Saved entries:
───

//! Materiality classification: substantive vs. cosmetic deltas.
//!
//! Precedence order:
//! 1. An explicit materiality flag on the event always wins.
//! 2. If both truth fingerprints are present and non-blank, materiality is
//!    plain string inequality.
//! 3. Metadata-only heuristic over the changed-section headings.

use crate::types::ArtifactDeltaEvent;
use crate::vocab;

/// Classify a delta as material (substantive) or not (cosmetic).
///
/// An empty section list is material *at this layer*: the admission gate has
/// already rejected events with no section evidence, so an empty list here
/// only occurs for callers using the classifier standalone, and the
/// conservative default is to treat the change as substantive.
pub fn is_material(event: &ArtifactDeltaEvent) -> bool {
    if let Some(explicit) = event.material {
        return explicit;
    }

    if let (Some(before), Some(after)) = (
        non_blank(event.truth_fingerprint_before.as_deref()),
        non_blank(event.truth_fingerprint_after.as_deref()),
    ) {
        return before != after;
    }

    heuristic_materiality(event.sections())
}

/// Metadata-only fallback: every heading must match the fixed pattern table
/// for the delta to be non-material; any unmatched heading makes it
/// material.
fn heuristic_materiality(sections: &[String]) -> bool {
    if sections.is_empty() {
        return true;
    }
    !sections
        .iter()
        .all(|heading| vocab::is_metadata_only_heading(heading))
}

fn non_blank(value: Option<&str>) -> Option<&str> {
    value.map(str::trim).filter(|v| !v.is_empty())
}

#[cfg(test)]
mod tests {
    use super::*;

    fn event_with_sections(sections: &[&str]) -> ArtifactDeltaEvent {
        ArtifactDeltaEvent {
            changed_sections: Some(sections.iter().map(|s| s.to_string()).collect()),
            ..Default::default()
        }
    }

    #[test]
    fn test_explicit_flag_wins() {
        let mut event = event_with_sections(&["Last Updated"]);
        event.material = Some(true);
        assert!(is_material(&event));

        let mut event = event_with_sections(&["Target Customer"]);
        event.material = Some(false);
        assert!(!is_material(&event));
    }

    #[test]
    fn test_truth_fingerprints_compared_when_both_present() {
        let mut event = event_with_sections(&["Last Updated"]);
        event.truth_fingerprint_before = Some("tf-aaa".to_string());
        event.truth_fingerprint_after = Some("tf-bbb".to_string());
        assert!(is_material(&event));

        event.truth_fingerprint_after = Some("tf-aaa".to_string());
        assert!(!is_material(&event));
    }

    #[test]
    fn test_blank_fingerprint_falls_through_to_heuristic() {
        let mut event = event_with_sections(&["Target Customer"]);
        event.truth_fingerprint_before = Some("  ".to_string());
        event.truth_fingerprint_after = Some("tf-bbb".to_string());
        assert!(is_material(&event));
    }

    #[test]
    fn test_metadata_only_headings_are_non_material() {
        assert!(!is_material(&event_with_sections(&[
            "Last Updated",
            "Timestamp",
        ])));
    }

    #[test]
    fn test_any_substantive_heading_is_material() {
        assert!(is_material(&event_with_sections(&[
            "Last Updated",
            "Pricing Policy",
        ])));
    }

    #[test]
    fn test_empty_section_list_defaults_to_material() {
        assert!(is_material(&ArtifactDeltaEvent::default()));
        assert!(is_material(&event_with_sections(&[])));
    }
}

───

- **WORK ITEM**
Output all records verbatim.

- **RESPONSE FOR THIS EXERCISE**
//! Materiality classification: substantive vs. cosmetic deltas.
//!
//! Precedence order:
//! 1. An explicit materiality flag on the event always wins.
//! 2. If both truth fingerprints are present and non-blank, materiality is
//!    plain string inequality.
//! 3. Metadata-only heuristic over the changed-section headings.

use crate::types::ArtifactDeltaEvent;
use crate::vocab;

/// Classify a delta as material (substantive) or not (cosmetic).
///
/// An empty section list is material *at this layer*: the admission gate has
/// already rejected events with no section evidence, so an empty list here
/// only occurs for callers using the classifier standalone, and the
/// conservative default is to treat the change as substantive.
pub fn is_material(event: &ArtifactDeltaEvent) -> bool {
    if let Some(explicit) = event.material {
        return explicit;
    }

    if let (Some(before), Some(after)) = (
        non_blank(event.truth_fingerprint_before.as_deref()),
        non_blank(event.truth_fingerprint_after.as_deref()),
    ) {
        return before != after;
    }

    heuristic_materiality(event.sections())
}

/// Metadata-only fallback: every heading must match the fixed pattern table
/// for the delta to be non-material; any unmatched heading makes it
/// material.
fn heuristic_materiality(sections: &[String]) -> bool {
    if sections.is_empty() {
        return true;
    }
    !sections
        .iter()
        .all(|heading| vocab::is_metadata_only_heading(heading))
}

fn non_blank(value: Option<&str>) -> Option<&str> {
    value.map(str::trim).filter(|v| !v.is_empty())
}

#[cfg(test)]
mod tests {
    use super::*;

    fn event_with_sections(sections: &[&str]) -> ArtifactDeltaEvent {
        ArtifactDeltaEvent {
            changed_sections: Some(sections.iter().map(|s| s.to_string()).collect()),
            ..Default::default()
        }
    }

    #[test]
    fn test_explicit_flag_wins() {
        let mut event = event_with_sections(&["Last Updated"]);
        event.material = Some(true);
        assert!(is_material(&event));

        let mut event = event_with_sections(&["Target Customer"]);
        event.material = Some(false);
        assert!(!is_material(&event));
    }

    #[test]
    fn test_truth_fingerprints_compared_when_both_present() {
        let mut event = event_with_sections(&["Last Updated"]);
        event.truth_fingerprint_before = Some("tf-aaa".to_string());
        event.truth_fingerprint_after = Some("tf-bbb".to_string());
        assert!(is_material(&event));

        event.truth_fingerprint_after = Some("tf-aaa".to_string());
        assert!(!is_material(&event));
    }

    #[test]
    fn test_blank_fingerprint_falls_through_to_heuristic() {
        let mut event = event_with_sections(&["Target Customer"]);
        event.truth_fingerprint_before = Some("  ".to_string());
        event.truth_fingerprint_after = Some("tf-bbb".to_string());
        assert!(is_material(&event));
    }

    #[test]
    fn test_metadata_only_headings_are_non_material() {
        assert!(!is_material(&event_with_sections(&[
            "Last Updated",
            "Timestamp",
        ])));
    }

    #[test]
    fn test_any_substantive_heading_is_material() {
        assert!(is_material(&event_with_sections(&[
            "Last Updated",
            "Pricing Policy",
        ])));
    }

    #[test]
    fn test_empty_section_list_defaults_to_material() {
        assert!(is_material(&ArtifactDeltaEvent::default()));
        assert!(is_material(&event_with_sections(&[])));
    }
}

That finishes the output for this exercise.